● **How to complete this task**
Report every line below that has the string "whose" in it.

● **Excerpted records**

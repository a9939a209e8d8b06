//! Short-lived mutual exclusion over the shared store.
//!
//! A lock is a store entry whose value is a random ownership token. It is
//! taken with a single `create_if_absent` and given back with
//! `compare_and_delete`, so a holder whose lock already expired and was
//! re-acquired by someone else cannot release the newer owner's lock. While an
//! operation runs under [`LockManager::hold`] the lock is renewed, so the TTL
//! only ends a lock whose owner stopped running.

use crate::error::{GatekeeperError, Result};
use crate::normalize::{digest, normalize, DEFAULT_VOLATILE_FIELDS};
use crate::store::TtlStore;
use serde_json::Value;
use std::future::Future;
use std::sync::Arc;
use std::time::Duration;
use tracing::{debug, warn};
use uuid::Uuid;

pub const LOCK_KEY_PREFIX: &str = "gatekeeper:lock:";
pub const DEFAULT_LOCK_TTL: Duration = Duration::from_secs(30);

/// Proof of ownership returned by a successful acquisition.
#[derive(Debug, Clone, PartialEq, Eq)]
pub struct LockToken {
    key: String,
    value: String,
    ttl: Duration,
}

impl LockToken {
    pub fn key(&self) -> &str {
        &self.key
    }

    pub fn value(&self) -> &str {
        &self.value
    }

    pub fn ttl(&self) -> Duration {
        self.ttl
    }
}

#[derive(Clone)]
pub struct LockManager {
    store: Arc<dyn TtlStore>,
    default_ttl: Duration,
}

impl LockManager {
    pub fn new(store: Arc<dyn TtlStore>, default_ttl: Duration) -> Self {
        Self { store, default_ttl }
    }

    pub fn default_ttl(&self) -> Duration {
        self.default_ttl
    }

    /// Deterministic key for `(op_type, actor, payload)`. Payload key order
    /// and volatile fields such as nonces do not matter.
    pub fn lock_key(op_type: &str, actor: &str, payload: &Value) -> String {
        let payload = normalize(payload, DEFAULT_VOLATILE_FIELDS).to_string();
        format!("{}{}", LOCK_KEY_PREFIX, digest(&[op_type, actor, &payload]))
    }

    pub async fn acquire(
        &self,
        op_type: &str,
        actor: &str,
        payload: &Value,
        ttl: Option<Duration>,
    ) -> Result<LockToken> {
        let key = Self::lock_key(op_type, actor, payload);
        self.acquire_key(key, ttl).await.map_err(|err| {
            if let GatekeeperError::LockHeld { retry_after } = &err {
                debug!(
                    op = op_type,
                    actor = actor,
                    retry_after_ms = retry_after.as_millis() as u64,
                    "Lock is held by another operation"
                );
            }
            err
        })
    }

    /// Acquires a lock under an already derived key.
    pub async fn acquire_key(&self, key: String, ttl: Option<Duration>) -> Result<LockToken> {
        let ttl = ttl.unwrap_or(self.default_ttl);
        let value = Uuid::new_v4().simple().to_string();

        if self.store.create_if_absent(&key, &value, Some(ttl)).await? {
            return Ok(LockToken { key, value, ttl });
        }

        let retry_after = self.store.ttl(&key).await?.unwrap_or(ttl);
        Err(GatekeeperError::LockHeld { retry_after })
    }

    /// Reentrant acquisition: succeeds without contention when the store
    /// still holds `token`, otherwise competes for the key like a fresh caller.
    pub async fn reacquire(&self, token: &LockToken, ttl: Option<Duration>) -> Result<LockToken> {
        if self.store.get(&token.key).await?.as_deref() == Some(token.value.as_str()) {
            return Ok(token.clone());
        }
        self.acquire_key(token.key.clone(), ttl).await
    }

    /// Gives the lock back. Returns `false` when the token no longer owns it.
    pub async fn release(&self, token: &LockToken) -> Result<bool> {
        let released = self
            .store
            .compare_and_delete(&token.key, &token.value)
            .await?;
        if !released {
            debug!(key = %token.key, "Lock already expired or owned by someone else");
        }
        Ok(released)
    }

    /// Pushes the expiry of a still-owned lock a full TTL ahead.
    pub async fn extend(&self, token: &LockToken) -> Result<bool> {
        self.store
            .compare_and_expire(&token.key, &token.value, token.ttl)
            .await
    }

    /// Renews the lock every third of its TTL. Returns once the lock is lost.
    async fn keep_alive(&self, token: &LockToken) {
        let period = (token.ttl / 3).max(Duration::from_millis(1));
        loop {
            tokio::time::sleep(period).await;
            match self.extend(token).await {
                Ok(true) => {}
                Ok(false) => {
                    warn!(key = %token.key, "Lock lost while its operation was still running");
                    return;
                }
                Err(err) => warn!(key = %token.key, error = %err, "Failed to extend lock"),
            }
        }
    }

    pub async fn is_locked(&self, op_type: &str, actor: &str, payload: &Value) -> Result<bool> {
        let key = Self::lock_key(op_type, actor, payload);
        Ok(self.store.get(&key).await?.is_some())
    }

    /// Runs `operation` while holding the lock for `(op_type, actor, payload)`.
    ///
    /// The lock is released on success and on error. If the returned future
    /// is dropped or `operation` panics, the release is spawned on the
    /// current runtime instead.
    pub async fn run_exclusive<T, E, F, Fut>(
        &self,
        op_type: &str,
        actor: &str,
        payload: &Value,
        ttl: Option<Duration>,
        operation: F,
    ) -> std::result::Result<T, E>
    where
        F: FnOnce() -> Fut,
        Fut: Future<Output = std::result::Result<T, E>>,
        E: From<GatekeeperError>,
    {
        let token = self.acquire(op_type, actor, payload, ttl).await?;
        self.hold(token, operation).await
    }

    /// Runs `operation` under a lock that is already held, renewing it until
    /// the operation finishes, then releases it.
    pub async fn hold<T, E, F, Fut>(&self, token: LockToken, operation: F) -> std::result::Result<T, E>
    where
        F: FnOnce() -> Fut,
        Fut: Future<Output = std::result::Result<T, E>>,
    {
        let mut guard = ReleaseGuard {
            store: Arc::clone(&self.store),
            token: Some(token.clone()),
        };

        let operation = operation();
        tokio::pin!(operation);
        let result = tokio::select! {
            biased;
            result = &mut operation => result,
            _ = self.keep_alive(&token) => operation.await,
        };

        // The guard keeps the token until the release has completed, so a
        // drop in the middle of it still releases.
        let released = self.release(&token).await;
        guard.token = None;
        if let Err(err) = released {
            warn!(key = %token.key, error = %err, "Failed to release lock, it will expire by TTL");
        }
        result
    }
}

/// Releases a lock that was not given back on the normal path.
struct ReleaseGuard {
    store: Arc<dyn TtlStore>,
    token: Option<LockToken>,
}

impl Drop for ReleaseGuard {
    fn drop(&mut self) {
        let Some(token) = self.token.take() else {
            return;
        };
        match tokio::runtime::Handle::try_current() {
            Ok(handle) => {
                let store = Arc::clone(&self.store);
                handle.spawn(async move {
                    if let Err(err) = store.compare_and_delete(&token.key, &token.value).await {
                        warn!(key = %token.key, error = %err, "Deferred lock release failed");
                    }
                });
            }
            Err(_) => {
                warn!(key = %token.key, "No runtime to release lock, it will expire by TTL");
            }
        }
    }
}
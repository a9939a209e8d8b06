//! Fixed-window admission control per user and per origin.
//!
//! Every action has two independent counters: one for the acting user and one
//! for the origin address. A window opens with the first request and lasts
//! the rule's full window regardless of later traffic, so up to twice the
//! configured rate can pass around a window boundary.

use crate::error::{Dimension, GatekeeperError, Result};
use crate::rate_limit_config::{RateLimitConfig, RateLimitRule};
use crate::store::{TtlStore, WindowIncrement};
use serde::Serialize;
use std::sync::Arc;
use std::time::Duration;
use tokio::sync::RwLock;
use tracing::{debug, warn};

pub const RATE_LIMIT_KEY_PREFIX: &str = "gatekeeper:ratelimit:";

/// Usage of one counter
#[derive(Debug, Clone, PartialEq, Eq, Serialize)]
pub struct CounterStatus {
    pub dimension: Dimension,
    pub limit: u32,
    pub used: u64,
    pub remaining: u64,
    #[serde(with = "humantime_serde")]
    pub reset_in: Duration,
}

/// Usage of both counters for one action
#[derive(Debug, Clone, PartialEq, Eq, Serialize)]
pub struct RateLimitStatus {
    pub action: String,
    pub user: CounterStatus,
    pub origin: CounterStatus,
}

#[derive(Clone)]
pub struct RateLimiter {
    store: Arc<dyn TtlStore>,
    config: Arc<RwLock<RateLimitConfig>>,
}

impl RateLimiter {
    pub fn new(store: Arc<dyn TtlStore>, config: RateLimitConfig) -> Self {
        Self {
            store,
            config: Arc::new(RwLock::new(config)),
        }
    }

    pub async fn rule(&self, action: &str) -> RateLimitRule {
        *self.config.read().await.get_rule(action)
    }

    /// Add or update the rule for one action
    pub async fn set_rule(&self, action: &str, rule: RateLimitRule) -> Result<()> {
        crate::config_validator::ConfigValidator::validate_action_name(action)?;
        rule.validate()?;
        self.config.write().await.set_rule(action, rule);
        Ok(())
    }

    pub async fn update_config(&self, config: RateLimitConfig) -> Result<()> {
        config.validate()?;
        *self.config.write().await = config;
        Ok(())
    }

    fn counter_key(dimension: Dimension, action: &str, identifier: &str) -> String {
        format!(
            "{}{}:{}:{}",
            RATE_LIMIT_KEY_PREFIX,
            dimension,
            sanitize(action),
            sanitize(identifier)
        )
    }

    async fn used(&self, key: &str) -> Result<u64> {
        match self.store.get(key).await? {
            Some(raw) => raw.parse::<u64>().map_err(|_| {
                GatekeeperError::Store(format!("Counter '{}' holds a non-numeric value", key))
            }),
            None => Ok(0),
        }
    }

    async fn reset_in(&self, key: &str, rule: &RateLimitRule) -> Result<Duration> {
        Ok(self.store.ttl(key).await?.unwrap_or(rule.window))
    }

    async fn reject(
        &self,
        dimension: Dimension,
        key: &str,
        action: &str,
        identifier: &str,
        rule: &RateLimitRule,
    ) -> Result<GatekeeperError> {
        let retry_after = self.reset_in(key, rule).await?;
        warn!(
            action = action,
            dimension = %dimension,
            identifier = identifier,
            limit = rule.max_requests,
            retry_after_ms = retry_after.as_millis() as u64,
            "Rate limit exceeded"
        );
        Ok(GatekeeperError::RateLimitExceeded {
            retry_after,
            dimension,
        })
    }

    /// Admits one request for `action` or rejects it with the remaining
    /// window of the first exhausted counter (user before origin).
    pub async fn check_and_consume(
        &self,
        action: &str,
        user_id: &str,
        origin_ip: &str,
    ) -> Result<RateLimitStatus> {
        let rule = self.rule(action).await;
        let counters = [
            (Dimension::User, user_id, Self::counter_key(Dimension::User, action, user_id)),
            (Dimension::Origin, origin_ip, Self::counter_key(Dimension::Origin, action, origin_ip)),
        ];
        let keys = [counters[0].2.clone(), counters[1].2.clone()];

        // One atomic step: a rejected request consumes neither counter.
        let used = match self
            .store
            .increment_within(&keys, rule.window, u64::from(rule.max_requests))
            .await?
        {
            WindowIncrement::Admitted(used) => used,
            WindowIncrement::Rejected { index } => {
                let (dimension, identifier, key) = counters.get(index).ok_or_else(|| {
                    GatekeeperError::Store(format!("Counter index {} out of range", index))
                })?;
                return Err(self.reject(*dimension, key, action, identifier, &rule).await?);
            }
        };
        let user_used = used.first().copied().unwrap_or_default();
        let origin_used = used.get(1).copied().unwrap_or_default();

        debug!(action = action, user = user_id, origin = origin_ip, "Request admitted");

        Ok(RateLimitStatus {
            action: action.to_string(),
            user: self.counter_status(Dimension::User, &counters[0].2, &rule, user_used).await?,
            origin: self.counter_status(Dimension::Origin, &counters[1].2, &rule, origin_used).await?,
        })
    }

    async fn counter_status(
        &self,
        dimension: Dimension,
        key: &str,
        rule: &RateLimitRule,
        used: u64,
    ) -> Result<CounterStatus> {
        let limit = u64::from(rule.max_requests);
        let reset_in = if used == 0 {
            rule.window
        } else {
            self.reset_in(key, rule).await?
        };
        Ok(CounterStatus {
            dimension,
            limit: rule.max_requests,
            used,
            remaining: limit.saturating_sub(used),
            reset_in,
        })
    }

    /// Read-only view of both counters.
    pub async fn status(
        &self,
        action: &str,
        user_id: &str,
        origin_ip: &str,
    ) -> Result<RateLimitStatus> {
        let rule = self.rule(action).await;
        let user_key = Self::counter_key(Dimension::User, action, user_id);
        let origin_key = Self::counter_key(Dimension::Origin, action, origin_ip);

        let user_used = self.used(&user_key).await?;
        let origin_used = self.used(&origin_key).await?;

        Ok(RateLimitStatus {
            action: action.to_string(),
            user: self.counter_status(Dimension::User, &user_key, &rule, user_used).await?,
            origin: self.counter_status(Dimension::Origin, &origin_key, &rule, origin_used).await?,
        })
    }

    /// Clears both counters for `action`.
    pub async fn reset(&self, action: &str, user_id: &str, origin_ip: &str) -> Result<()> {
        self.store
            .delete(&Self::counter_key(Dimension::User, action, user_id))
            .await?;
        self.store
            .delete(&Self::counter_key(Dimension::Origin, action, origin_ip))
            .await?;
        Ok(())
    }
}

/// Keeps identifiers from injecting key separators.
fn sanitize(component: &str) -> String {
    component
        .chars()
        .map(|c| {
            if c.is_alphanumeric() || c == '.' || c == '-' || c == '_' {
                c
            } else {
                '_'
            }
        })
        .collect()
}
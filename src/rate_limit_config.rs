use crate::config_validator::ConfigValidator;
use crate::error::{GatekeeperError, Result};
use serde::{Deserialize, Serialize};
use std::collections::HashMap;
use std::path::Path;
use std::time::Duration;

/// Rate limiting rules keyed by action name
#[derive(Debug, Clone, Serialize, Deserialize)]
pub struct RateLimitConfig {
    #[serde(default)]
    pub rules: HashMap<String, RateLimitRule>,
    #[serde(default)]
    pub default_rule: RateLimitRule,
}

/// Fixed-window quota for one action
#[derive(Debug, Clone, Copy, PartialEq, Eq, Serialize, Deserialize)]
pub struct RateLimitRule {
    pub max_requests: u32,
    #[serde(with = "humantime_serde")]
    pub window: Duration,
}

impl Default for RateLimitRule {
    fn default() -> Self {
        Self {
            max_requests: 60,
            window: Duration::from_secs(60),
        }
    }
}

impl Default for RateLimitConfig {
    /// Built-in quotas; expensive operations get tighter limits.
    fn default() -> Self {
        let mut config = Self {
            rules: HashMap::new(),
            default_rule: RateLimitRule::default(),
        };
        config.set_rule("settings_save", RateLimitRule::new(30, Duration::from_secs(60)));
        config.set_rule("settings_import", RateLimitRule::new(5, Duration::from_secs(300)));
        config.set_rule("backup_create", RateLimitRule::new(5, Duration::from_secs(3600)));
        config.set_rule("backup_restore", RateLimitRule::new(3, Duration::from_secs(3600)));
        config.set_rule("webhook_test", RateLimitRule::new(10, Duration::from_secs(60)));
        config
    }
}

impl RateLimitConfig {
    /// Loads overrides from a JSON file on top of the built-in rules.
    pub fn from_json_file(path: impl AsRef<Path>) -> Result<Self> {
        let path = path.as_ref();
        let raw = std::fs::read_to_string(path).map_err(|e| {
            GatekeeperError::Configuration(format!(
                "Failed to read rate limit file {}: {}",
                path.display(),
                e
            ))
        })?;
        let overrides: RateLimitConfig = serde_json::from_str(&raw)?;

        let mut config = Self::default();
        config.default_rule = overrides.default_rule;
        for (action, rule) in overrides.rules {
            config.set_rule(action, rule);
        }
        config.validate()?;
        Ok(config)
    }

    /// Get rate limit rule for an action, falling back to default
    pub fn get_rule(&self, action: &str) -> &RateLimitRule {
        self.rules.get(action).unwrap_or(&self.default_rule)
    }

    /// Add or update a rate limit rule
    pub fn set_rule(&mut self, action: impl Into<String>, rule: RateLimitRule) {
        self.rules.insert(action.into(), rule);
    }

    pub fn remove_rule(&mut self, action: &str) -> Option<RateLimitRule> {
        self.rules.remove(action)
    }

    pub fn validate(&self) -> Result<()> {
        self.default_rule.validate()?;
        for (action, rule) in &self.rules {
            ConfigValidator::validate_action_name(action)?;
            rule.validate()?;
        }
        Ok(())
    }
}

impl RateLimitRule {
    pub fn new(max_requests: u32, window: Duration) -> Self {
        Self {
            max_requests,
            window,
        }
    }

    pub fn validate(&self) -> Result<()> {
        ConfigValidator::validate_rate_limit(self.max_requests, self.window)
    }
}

● **Exercise response**
//! A lock is a store entry whose value is a random ownership token. It is
//! `compare_and_delete`, so a holder whose lock already expired and was
//! only ends a lock whose owner stopped running.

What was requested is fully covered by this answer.